**ABOUT THIS EXERCISE**
What is needed is an exact copy of every entry.

+---+

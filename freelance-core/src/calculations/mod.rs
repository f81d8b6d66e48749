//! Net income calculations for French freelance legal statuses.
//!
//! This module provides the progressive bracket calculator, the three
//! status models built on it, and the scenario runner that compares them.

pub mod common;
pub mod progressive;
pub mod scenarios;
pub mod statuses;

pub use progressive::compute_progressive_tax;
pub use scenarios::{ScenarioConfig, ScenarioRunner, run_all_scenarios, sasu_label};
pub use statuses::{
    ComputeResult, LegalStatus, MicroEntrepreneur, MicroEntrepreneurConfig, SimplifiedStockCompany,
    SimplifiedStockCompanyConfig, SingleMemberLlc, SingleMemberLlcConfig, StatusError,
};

+---+

**RESPONSE FOR THIS EXERCISE**
filename freelance-core/src/calculations/mod.rs
repository f81d8b6d66e48749
//! Net income calculations for French freelance legal statuses.
//!
//! This module provides the progressive bracket calculator, the three
//! status models built on it, and the scenario runner that compares them.

pub mod common;
pub mod progressive;
pub mod scenarios;
pub mod statuses;

pub use progressive::compute_progressive_tax;
pub use scenarios::{ScenarioConfig, ScenarioRunner, run_all_scenarios, sasu_label};
pub use statuses::{
    ComputeResult, LegalStatus, MicroEntrepreneur, MicroEntrepreneurConfig, SimplifiedStockCompany,
    SimplifiedStockCompanyConfig, SingleMemberLlc, SingleMemberLlcConfig, StatusError,
};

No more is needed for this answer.